Manage Your Time Effectively
Learning and applying effective time management is essential in every academic discipline, but is even more vital in the medical field; being proactive with time management will ensure the best outcomes for your patients, but will also have the knock on effect of helping you with your studies.
Prioritising is essential when working in medicine, as you will always be working with multiple patients at once.
Learning when you need to attend to someone else and making sure you do not spend too much time with one patient may be tricky to learn, but will hold you in good stead for the future.
Get a Mentor
With most courses, your university will give you a mentor for placement, and potentially a co-mentor also.

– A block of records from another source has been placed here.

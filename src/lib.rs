#![cfg_attr(not(feature = "std"), no_std)]

extern crate alloc;
#[cfg(feature = "std")]
extern crate std;
mod ai;
mod board;
mod cache;
mod common;
mod config;
mod game;
mod player;
mod player_ai;
mod player_random;
mod snapshot;
#[cfg(feature = "std")]
mod logging;
#[cfg(feature = "std")]
mod player_cli;
#[cfg(feature = "std")]
pub mod session;
pub mod prelude;

pub use ai::*;
pub use board::*;
pub use common::*;
pub use config::*;
pub use game::*;
pub use player::*;
pub use player_ai::*;
pub use player_random::*;
pub use snapshot::*;
#[cfg(feature = "std")]
pub use logging::{init_logging, LOG_ENV};
#[cfg(feature = "std")]
pub use player_cli::*;
#[cfg(feature = "std")]
pub use session::{GameApi, GameMode, GameSession, SearchReport, SessionConfig};
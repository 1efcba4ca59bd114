//! Commonly used types and utilities for ease of import.

pub use crate::{
    select_move, Agent, AiAgent, Board, Cell, GameError, GameState, Move, MoveSelector, Outcome,
    Player, RandomAgent, SearchConfig, Snapshot,
};

#[cfg(feature = "std")]
pub use crate::{print_game, GameApi, GameMode, GameSession, SessionConfig};
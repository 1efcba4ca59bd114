pub const DEFAULT_BOARD_SIZE: usize = 15;
pub const MIN_BOARD_SIZE: usize = 5;
/// Largest board the column letters `A..=Z` can address.
pub const MAX_BOARD_SIZE: usize = 26;
pub const WIN_LENGTH: usize = 5;

pub const DEFAULT_SEARCH_DEPTH: u8 = 3;
pub const DEFAULT_CANDIDATE_RADIUS: usize = 2;
pub const DEFAULT_MAX_CANDIDATES: usize = 16;
/// Transposition table of `2^14` entries per search.
pub const DEFAULT_CACHE_BITS: u8 = 14;
/// Larger values are clamped to this.
pub const MAX_CACHE_BITS: u8 = 24;

/// The four line axes: horizontal, vertical and both diagonals.
pub const DIRECTIONS: [(isize, isize); 4] = [(1, 0), (0, 1), (1, 1), (1, -1)];

/// Returns `true` if `size` is a supported board side length.
pub fn is_supported_size(size: usize) -> bool {
    (MIN_BOARD_SIZE..=MAX_BOARD_SIZE).contains(&size)
}
use rand::rngs::SmallRng;

use crate::{
    ai::{MoveSelector, SearchConfig, SearchStats},
    common::GameError,
    game::GameState,
    player::Agent,
};

/// Search-based opponent. Ignores the RNG: its choices are deterministic.
pub struct AiAgent {
    selector: MoveSelector,
}

impl AiAgent {
    pub fn new(config: SearchConfig) -> Self {
        Self {
            selector: MoveSelector::new(config),
        }
    }

    /// Counters from this agent's most recent search.
    pub fn last_stats(&self) -> SearchStats {
        self.selector.stats()
    }
}

impl Default for AiAgent {
    fn default() -> Self {
        Self::new(SearchConfig::default())
    }
}

impl Agent for AiAgent {
    fn name(&self) -> &'static str {
        "ai"
    }

    fn select_move(&mut self, _rng: &mut SmallRng, game: &GameState) -> Result<(usize, usize), GameError> {
        if game.outcome().is_over() {
            return Err(GameError::NoLegalMoves);
        }
        let mv = self.selector.select_move(game.board(), game.to_move())?;
        Ok((mv.x, mv.y))
    }
}
//! Altitude-based LOD selection with horizon capping.

use glam::Vec3;

/// Rejected threshold lists.
#[derive(Debug, Clone, PartialEq, thiserror::Error)]
pub enum LodError {
    #[error("must have at least one threshold")]
    Empty,
    #[error("threshold {index} is {value}, thresholds must be positive")]
    NonPositive { index: usize, value: f64 },
    #[error("threshold {index} is not below its predecessor, thresholds must be strictly decreasing")]
    NotDecreasing { index: usize },
    #[error("{count} thresholds exceed the maximum of {max}")]
    TooMany { count: usize, max: usize },
}

/// LODs are `u8`, so at most this many thresholds fit.
pub const MAX_THRESHOLDS: usize = u8::MAX as usize;

/// Altitude boundaries for LOD 1..=N.
///
/// `thresholds[i]` is the altitude below which a section reaches at least LOD
/// `i + 1`. Higher LODs are finer, so thresholds shrink as the index grows.
#[derive(Clone, Debug, PartialEq)]
pub struct LodThresholds {
    thresholds: Vec<f64>,
}

impl LodThresholds {
    /// 300000, 267210, 226710, 186210, 136710, 96210, 55710, 33000.
    pub fn default_planet() -> Self {
        Self {
            thresholds: vec![
                300_000.0, 267_210.0, 226_710.0, 186_210.0, 136_710.0, 96_210.0, 55_710.0,
                33_000.0,
            ],
        }
    }

    /// # Panics
    ///
    /// Panics if thresholds are empty, not strictly decreasing, or contain
    /// non-positive values.
    pub fn custom(thresholds: Vec<f64>) -> Self {
        match Self::try_custom(thresholds) {
            Ok(t) => t,
            Err(e) => panic!("{e}"),
        }
    }

    pub fn try_custom(thresholds: Vec<f64>) -> Result<Self, LodError> {
        if thresholds.is_empty() {
            return Err(LodError::Empty);
        }
        if thresholds.len() > MAX_THRESHOLDS {
            return Err(LodError::TooMany { count: thresholds.len(), max: MAX_THRESHOLDS });
        }
        for (index, &value) in thresholds.iter().enumerate() {
            if value.is_nan() || value <= 0.0 {
                return Err(LodError::NonPositive { index, value });
            }
            if index > 0 && value >= thresholds[index - 1] {
                return Err(LodError::NotDecreasing { index });
            }
        }
        Ok(Self { thresholds })
    }

    /// The finest LOD these thresholds can produce.
    pub fn max_lod(&self) -> u8 {
        self.thresholds.len() as u8
    }

    pub fn thresholds(&self) -> &[f64] {
        &self.thresholds
    }
}

impl Default for LodThresholds {
    fn default() -> Self {
        Self::default_planet()
    }
}

/// Picks a subdivision level for each planet section.
#[derive(Clone, Debug)]
pub struct LodSelector {
    thresholds: LodThresholds,
    horizon_angle_deg: f64,
    occluded_lod: u8,
}

impl LodSelector {
    pub const DEFAULT_HORIZON_ANGLE_DEG: f64 = 70.0;
    pub const DEFAULT_OCCLUDED_LOD: u8 = 1;

    pub fn new(thresholds: LodThresholds) -> Self {
        Self {
            thresholds,
            horizon_angle_deg: Self::DEFAULT_HORIZON_ANGLE_DEG,
            occluded_lod: Self::DEFAULT_OCCLUDED_LOD,
        }
    }

    /// Sections further than `angle_deg` from the viewer direction are capped at `occluded_lod`.
    pub fn with_horizon(mut self, angle_deg: f64, occluded_lod: u8) -> Self {
        self.horizon_angle_deg = angle_deg;
        self.occluded_lod = occluded_lod;
        self
    }

    pub fn thresholds(&self) -> &LodThresholds {
        &self.thresholds
    }

    pub fn horizon_angle_deg(&self) -> f64 {
        self.horizon_angle_deg
    }

    /// Number of thresholds the altitude is below. 0 far away, `max_lod` up close.
    pub fn lod_for_altitude(&self, altitude: f64) -> u8 {
        self.thresholds
            .thresholds
            .iter()
            .take_while(|&&t| altitude < t)
            .count() as u8
    }

    /// LOD for the section whose centre points along `section_normal`.
    ///
    /// A viewer exactly at the planet centre gets LOD 0 for every section.
    pub fn select_section_lod(
        &self,
        viewer: Vec3,
        planet_center: Vec3,
        planet_radius: f32,
        section_normal: Vec3,
    ) -> u8 {
        let offset = (viewer - planet_center).as_dvec3();
        let Some(to_viewer) = offset.try_normalize() else {
            return 0;
        };

        let cos = section_normal.as_dvec3().normalize_or_zero().dot(to_viewer);
        let angle = cos.clamp(-1.0, 1.0).acos().to_degrees();

        let altitude = (planet_radius as f64 - offset.length()).abs();
        let lod = self.lod_for_altitude(altitude);

        if angle > self.horizon_angle_deg {
            lod.min(self.occluded_lod)
        } else {
            lod
        }
    }
}

impl Default for LodSelector {
    fn default() -> Self {
        Self::new(LodThresholds::default_planet())
    }
}
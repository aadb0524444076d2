use std::path::PathBuf;

use planetarium_config::ConfigError;
use planetarium_mesh::MeshError;
use planetarium_orbit::OrbitError;
use planetarium_planet::PlanetError;
use planetarium_terrain::TerrainError;

use crate::platform::PlatformError;

/// Any failure of a planetarium subcommand.
#[derive(Debug, thiserror::Error)]
pub enum AppError {
    #[error(transparent)]
    Platform(#[from] PlatformError),

    #[error(transparent)]
    Config(#[from] ConfigError),

    #[error(transparent)]
    Planet(#[from] PlanetError),

    #[error(transparent)]
    Terrain(#[from] TerrainError),

    #[error(transparent)]
    Mesh(#[from] MeshError),

    #[error(transparent)]
    Orbit(#[from] OrbitError),

    #[error("{path}: {source}")]
    Io {
        path: PathBuf,
        #[source]
        source: std::io::Error,
    },

    #[error("simulation length {0} is not within 0..=1e9 seconds")]
    InvalidDuration(f64),

    #[error("config already exists at {0} (use --force to overwrite)")]
    ConfigExists(PathBuf),
}

impl AppError {
    pub(crate) fn io(path: impl Into<PathBuf>) -> impl FnOnce(std::io::Error) -> Self {
        let path = path.into();
        move |source| AppError::Io { path, source }
    }
}
//! Command-line interface of the `planetarium` binary.

use clap::{Parser, Subcommand};
use glam::Vec3;
use planetarium_config::CliArgs;

#[derive(Parser, Debug)]
#[command(name = "planetarium", version, about = "Procedural planets and orbital systems")]
pub struct Cli {
    #[command(flatten)]
    pub args: CliArgs,

    #[command(subcommand)]
    pub command: Command,
}

#[derive(Subcommand, Debug, Clone, PartialEq)]
pub enum Command {
    /// Generate the planet mesh for a viewer and write it as OBJ.
    Generate {
        /// Viewer position as `x,y,z`.
        #[arg(long, value_parser = parse_vec3, default_value = "0,25000,0", allow_hyphen_values = true)]
        viewer: Vec3,

        /// Write the whole planet as one icosphere at this LOD instead of per-section LODs.
        #[arg(long)]
        full_lod: Option<u8>,
    },

    /// Remove generated planet files from the output directory.
    Clear,

    /// Run the orbital and gravity simulation headless.
    Simulate {
        /// Simulated seconds.
        #[arg(long, default_value_t = 10.0)]
        seconds: f64,

        /// Pace the simulation against the wall clock.
        #[arg(long)]
        realtime: bool,
    },

    /// Fly the player camera towards the planet and report LOD changes.
    Fly {
        #[arg(long, default_value_t = 600)]
        frames: u32,

        /// Build sections on worker threads.
        #[arg(long)]
        threaded: bool,
    },

    /// Write the default `config.ron`.
    InitConfig {
        /// Overwrite an existing file.
        #[arg(long)]
        force: bool,
    },
}

/// Parse `x,y,z` into a vector.
pub fn parse_vec3(s: &str) -> Result<Vec3, String> {
    let parts: Vec<&str> = s.split(',').map(str::trim).collect();
    let [x, y, z] = parts.as_slice() else {
        return Err(format!("expected x,y,z, got '{s}'"));
    };
    let parse = |v: &str| v.parse::<f32>().map_err(|e| format!("invalid component '{v}': {e}"));
    Ok(Vec3::new(parse(*x)?, parse(*y)?, parse(*z)?))
}

#[cfg(test)]
mod tests {
    use super::*;

    #[test]
    fn test_parse_vec3() {
        assert_eq!(parse_vec3("1,2,3"), Ok(Vec3::new(1.0, 2.0, 3.0)));
        assert_eq!(parse_vec3(" -1.5, 0 ,2e3"), Ok(Vec3::new(-1.5, 0.0, 2000.0)));
        assert!(parse_vec3("1,2").is_err());
        assert!(parse_vec3("1,a,3").is_err());
    }

    #[test]
    fn test_global_args_after_subcommand() {
        let cli = Cli::try_parse_from([
            "planetarium",
            "generate",
            "--viewer",
            "0,-30000,0",
            "--seed",
            "7",
            "--lod",
            "3",
        ])
        .unwrap();
        assert_eq!(cli.args.seed, Some(7));
        assert_eq!(cli.args.lod, Some(3));
        assert_eq!(
            cli.command,
            Command::Generate {
                viewer: Vec3::new(0.0, -30_000.0, 0.0),
                full_lod: None
            }
        );
    }

    #[test]
    fn test_subcommand_defaults() {
        let cli = Cli::try_parse_from(["planetarium", "simulate"]).unwrap();
        assert_eq!(
            cli.command,
            Command::Simulate {
                seconds: 10.0,
                realtime: false
            }
        );
        let cli = Cli::try_parse_from(["planetarium", "init-config", "--force"]).unwrap();
        assert_eq!(cli.command, Command::InitConfig { force: true });
    }

    #[test]
    fn test_subcommand_required() {
        assert!(Cli::try_parse_from(["planetarium"]).is_err());
    }
}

Mentors are part of the sign off process at the end of your placement, so are important in your learning process; your mentor will be able to help you work on your weaknesses and boost your strengths even further, but they can only help you if you work with them.
Try and spend time with them, get to know them, and ensure you build a trusting relationship. Make sure you know their availability and when is best to contact them. Don’t be shy about talking to them; they are there to help you.
Be Adaptable and Understanding
As with all academic disciplines, there will always be aspects you may not enjoy, such as a particular class or clinical rotation. Don’t be disheartened by this, but try and be adaptable. Look for the positives in the class, or if you find you are struggling, talk to someone about it to try and find a new way of looking at the situation.
Be Prepared To Change Your Plans
It could be that when you first applied to university that you had the future planned out in your head as to where you want your placement to be, and how you want studying to pan out.
You will have chosen a specialisation when you applied to university, but if after the first year you decide that it is not the path for you, then you may be able to change. For example, you may want your placement to be working in a busy hospital, but may enjoy working as a school nurse instead. Trying to stay open to other specialisations and paths will hold you in good stead for the future, as it will give you a great deal of flexibility.
Admit When You're at the Limits of Your Understanding
One of the most important skills when you are studying to be a nurse is being able to admit when you need help. You are dealing with patients, often with urgent problems, and it is important to know when to call for help when you need it. This is not a sign of weakness; trying to perform a procedure if you do not understand it completely runs a risk to the health of the patient.
If you don’t understand a concept, then ask someone - you have access to excellent professionals. Appreciate the opportunity to learn, ask to watch procedures or operations; nursing degrees are constantly changing and you must develop a healthy attitude to wanting to discover new information.
Your First Year Of A Nursing Degree Will Be Informative, Challenging, But Highly Rewarding
Believing in yourself is important, and preparation early will help with boosting confidence; skills such as time management will help you in your future studies, and will carry over into your professional life.